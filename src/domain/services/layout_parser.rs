//! Layout parser
//!
//! Reads one layout XML document into a [`Layout`] in a single forward pass
//! over its start tags. Only elements with an `android:id` become Views.
//!
//! Recognized attributes:
//! - `android:id` - `@+id/name`, `@id/name` or `@android:id/name`
//! - `app:holdr_ignore="true"` - drop the element
//! - `app:holdr_field_name="name"` - accessor name override
//! - `app:holdr_include="true"` - opt in when `default_include` is off

use std::borrow::Cow;

use quick_xml::events::attributes::{AttrError, Attribute};
use quick_xml::events::{BytesStart, Event};
use quick_xml::name::{Namespace, ResolveResult};
use quick_xml::NsReader;
use thiserror::Error;

use crate::domain::entities::{Layout, View};

/// Namespace of framework attributes such as `android:id`
pub const ANDROID_NS: &str = "http://schemas.android.com/apk/res/android";
/// Namespace of application attributes (`xmlns:app="...res-auto"`)
pub const APP_NS: &str = "http://schemas.android.com/apk/res-auto";
/// Package prepended to unqualified tag names
pub const DEFAULT_WIDGET_PACKAGE: &str = "android.widget";

const ID_ATTR: &[u8] = b"id";
const IGNORE_ATTR: &[u8] = b"holdr_ignore";
const FIELD_NAME_ATTR: &[u8] = b"holdr_field_name";
const INCLUDE_ATTR: &[u8] = b"holdr_include";
const ANDROID_ID_MARKER: &str = "@android";

/// A layout document that is not well-formed
#[derive(Debug, Error)]
pub enum ParseError {
    #[error("malformed XML at byte {position}: {source}")]
    Xml {
        position: u64,
        #[source]
        source: quick_xml::Error,
    },

    #[error("malformed attribute at byte {position}: {source}")]
    Attribute {
        position: u64,
        #[source]
        source: AttrError,
    },

    #[error("element name at byte {position} is not valid UTF-8")]
    InvalidName { position: u64 },
}

/// Parser for layout XML documents
#[derive(Debug, Clone)]
pub struct LayoutParser {
    /// Include elements with an id unless they are explicitly ignored.
    ///
    /// When false, an element also needs `holdr_include="true"` or a
    /// `holdr_field_name` override.
    default_include: bool,
    widget_package: String,
}

impl Default for LayoutParser {
    fn default() -> Self {
        Self::new(true)
    }
}

impl LayoutParser {
    pub fn new(default_include: bool) -> Self {
        Self {
            default_include,
            widget_package: DEFAULT_WIDGET_PACKAGE.to_string(),
        }
    }

    /// Builder: package for unqualified tags (without trailing dot)
    pub fn with_widget_package(mut self, widget_package: impl Into<String>) -> Self {
        self.widget_package = widget_package.into();
        self
    }

    /// Parse one layout document
    pub fn parse(&self, layout_name: &str, source: &str) -> Result<Layout, ParseError> {
        let mut reader = NsReader::from_str(source);
        let mut layout = Layout::new(layout_name, Vec::new());

        loop {
            let event = reader.read_event().map_err(|source| ParseError::Xml {
                position: reader.buffer_position() as u64,
                source,
            })?;

            match event {
                Event::Start(ref start) | Event::Empty(ref start) => {
                    let element = self.read_element(&reader, start)?;
                    // Repeated ids keep their first element
                    if let Some(view) = element.into_view(self.default_include) {
                        layout.push(view);
                    }
                }
                Event::Eof => break,
                _ => {}
            }
        }

        Ok(layout)
    }

    fn read_element(
        &self,
        reader: &NsReader<&[u8]>,
        start: &BytesStart<'_>,
    ) -> Result<Element, ParseError> {
        let position = reader.buffer_position() as u64;
        let tag = std::str::from_utf8(start.local_name().into_inner())
            .map_err(|_| ParseError::InvalidName { position })?;

        let mut element = Element {
            view_type: self.resolve_type(tag),
            ..Element::default()
        };

        for attr in start.attributes() {
            let attr = attr.map_err(|source| ParseError::Attribute { position, source })?;
            let (ns, local) = reader.resolve_attribute(attr.key);
            let ResolveResult::Bound(Namespace(ns)) = ns else {
                continue;
            };
            let local = local.into_inner();

            if ns == ANDROID_NS.as_bytes() && local == ID_ATTR {
                element.raw_id = Some(attr_value(&attr, position)?.into_owned());
            } else if ns == APP_NS.as_bytes() {
                match local {
                    IGNORE_ATTR => element.ignore = attr_value(&attr, position)? == "true",
                    INCLUDE_ATTR => element.include = attr_value(&attr, position)? == "true",
                    FIELD_NAME_ATTR => {
                        element.field_name = Some(attr_value(&attr, position)?.into_owned())
                    }
                    _ => {}
                }
            }
        }

        Ok(element)
    }

    /// `TextView` -> `android.widget.TextView`; qualified names pass through
    fn resolve_type(&self, tag: &str) -> String {
        if tag.contains('.') {
            tag.to_string()
        } else {
            format!("{}.{}", self.widget_package, tag)
        }
    }
}

fn attr_value<'a>(attr: &'a Attribute<'a>, position: u64) -> Result<Cow<'a, str>, ParseError> {
    attr.unescape_value()
        .map_err(|source| ParseError::Xml { position, source })
}

/// Generation-relevant attributes of one start tag
#[derive(Debug, Default)]
struct Element {
    view_type: String,
    raw_id: Option<String>,
    ignore: bool,
    include: bool,
    field_name: Option<String>,
}

impl Element {
    fn into_view(self, default_include: bool) -> Option<View> {
        let raw_id = self.raw_id?;
        if self.ignore {
            return None;
        }
        if !default_include && !self.include && self.field_name.is_none() {
            return None;
        }

        Some(
            View::new(self.view_type, strip_id(&raw_id))
                .with_android_id(raw_id.starts_with(ANDROID_ID_MARKER))
                .with_field_name(self.field_name),
        )
    }
}

/// `@+id/title` -> `title`, `@android:id/list` -> `list`
fn strip_id(raw: &str) -> &str {
    match raw.find('/') {
        Some(sep) => &raw[sep + 1..],
        None => raw,
    }
}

--*--

Reprint the entire listing exactly.

▶ _Answer_
filename src/domain/services/layout_parser.rs
//! Layout parser
//!
//! Reads one layout XML document into a [`Layout`] in a single forward pass
//! over its start tags. Only elements with an `android:id` become Views.
//!
//! Recognized attributes:
//! - `android:id` - `@+id/name`, `@id/name` or `@android:id/name`
//! - `app:holdr_ignore="true"` - drop the element
//! - `app:holdr_field_name="name"` - accessor name override
//! - `app:holdr_include="true"` - opt in when `default_include` is off

use std::borrow::Cow;

use quick_xml::events::attributes::{AttrError, Attribute};
use quick_xml::events::{BytesStart, Event};
use quick_xml::name::{Namespace, ResolveResult};
use quick_xml::NsReader;
use thiserror::Error;

use crate::domain::entities::{Layout, View};

/// Namespace of framework attributes such as `android:id`
pub const ANDROID_NS: &str = "http://schemas.android.com/apk/res/android";
/// Namespace of application attributes (`xmlns:app="...res-auto"`)
pub const APP_NS: &str = "http://schemas.android.com/apk/res-auto";
/// Package prepended to unqualified tag names
pub const DEFAULT_WIDGET_PACKAGE: &str = "android.widget";

const ID_ATTR: &[u8] = b"id";
const IGNORE_ATTR: &[u8] = b"holdr_ignore";
const FIELD_NAME_ATTR: &[u8] = b"holdr_field_name";
const INCLUDE_ATTR: &[u8] = b"holdr_include";
const ANDROID_ID_MARKER: &str = "@android";

/// A layout document that is not well-formed
#[derive(Debug, Error)]
pub enum ParseError {
    #[error("malformed XML at byte {position}: {source}")]
    Xml {
        position: u64,
        #[source]
        source: quick_xml::Error,
    },

    #[error("malformed attribute at byte {position}: {source}")]
    Attribute {
        position: u64,
        #[source]
        source: AttrError,
    },

    #[error("element name at byte {position} is not valid UTF-8")]
    InvalidName { position: u64 },
}

/// Parser for layout XML documents
#[derive(Debug, Clone)]
pub struct LayoutParser {
    /// Include elements with an id unless they are explicitly ignored.
    ///
    /// When false, an element also needs `holdr_include="true"` or a
    /// `holdr_field_name` override.
    default_include: bool,
    widget_package: String,
}

impl Default for LayoutParser {
    fn default() -> Self {
        Self::new(true)
    }
}

impl LayoutParser {
    pub fn new(default_include: bool) -> Self {
        Self {
            default_include,
            widget_package: DEFAULT_WIDGET_PACKAGE.to_string(),
        }
    }

    /// Builder: package for unqualified tags (without trailing dot)
    pub fn with_widget_package(mut self, widget_package: impl Into<String>) -> Self {
        self.widget_package = widget_package.into();
        self
    }

    /// Parse one layout document
    pub fn parse(&self, layout_name: &str, source: &str) -> Result<Layout, ParseError> {
        let mut reader = NsReader::from_str(source);
        let mut layout = Layout::new(layout_name, Vec::new());

        loop {
            let event = reader.read_event().map_err(|source| ParseError::Xml {
                position: reader.buffer_position() as u64,
                source,
            })?;

            match event {
                Event::Start(ref start) | Event::Empty(ref start) => {
                    let element = self.read_element(&reader, start)?;
                    // Repeated ids keep their first element
                    if let Some(view) = element.into_view(self.default_include) {
                        layout.push(view);
                    }
                }
                Event::Eof => break,
                _ => {}
            }
        }

        Ok(layout)
    }

    fn read_element(
        &self,
        reader: &NsReader<&[u8]>,
        start: &BytesStart<'_>,
    ) -> Result<Element, ParseError> {
        let position = reader.buffer_position() as u64;
        let tag = std::str::from_utf8(start.local_name().into_inner())
            .map_err(|_| ParseError::InvalidName { position })?;

        let mut element = Element {
            view_type: self.resolve_type(tag),
            ..Element::default()
        };

        for attr in start.attributes() {
            let attr = attr.map_err(|source| ParseError::Attribute { position, source })?;
            let (ns, local) = reader.resolve_attribute(attr.key);
            let ResolveResult::Bound(Namespace(ns)) = ns else {
                continue;
            };
            let local = local.into_inner();

            if ns == ANDROID_NS.as_bytes() && local == ID_ATTR {
                element.raw_id = Some(attr_value(&attr, position)?.into_owned());
            } else if ns == APP_NS.as_bytes() {
                match local {
                    IGNORE_ATTR => element.ignore = attr_value(&attr, position)? == "true",
                    INCLUDE_ATTR => element.include = attr_value(&attr, position)? == "true",
                    FIELD_NAME_ATTR => {
                        element.field_name = Some(attr_value(&attr, position)?.into_owned())
                    }
                    _ => {}
                }
            }
        }

        Ok(element)
    }

    /// `TextView` -> `android.widget.TextView`; qualified names pass through
    fn resolve_type(&self, tag: &str) -> String {
        if tag.contains('.') {
            tag.to_string()
        } else {
            format!("{}.{}", self.widget_package, tag)
        }
    }
}

fn attr_value<'a>(attr: &'a Attribute<'a>, position: u64) -> Result<Cow<'a, str>, ParseError> {
    attr.unescape_value()
        .map_err(|source| ParseError::Xml { position, source })
}

/// Generation-relevant attributes of one start tag
#[derive(Debug, Default)]
struct Element {
    view_type: String,
    raw_id: Option<String>,
    ignore: bool,
    include: bool,
    field_name: Option<String>,
}

impl Element {
    fn into_view(self, default_include: bool) -> Option<View> {
        let raw_id = self.raw_id?;
        if self.ignore {
            return None;
        }
        if !default_include && !self.include && self.field_name.is_none() {
            return None;
        }

        Some(
            View::new(self.view_type, strip_id(&raw_id))
                .with_android_id(raw_id.starts_with(ANDROID_ID_MARKER))
                .with_field_name(self.field_name),
        )
    }
}

/// `@+id/title` -> `title`, `@android:id/list` -> `list`
fn strip_id(raw: &str) -> &str {
    match raw.find('/') {
        Some(sep) => &raw[sep + 1..],
        None => raw,
    }
}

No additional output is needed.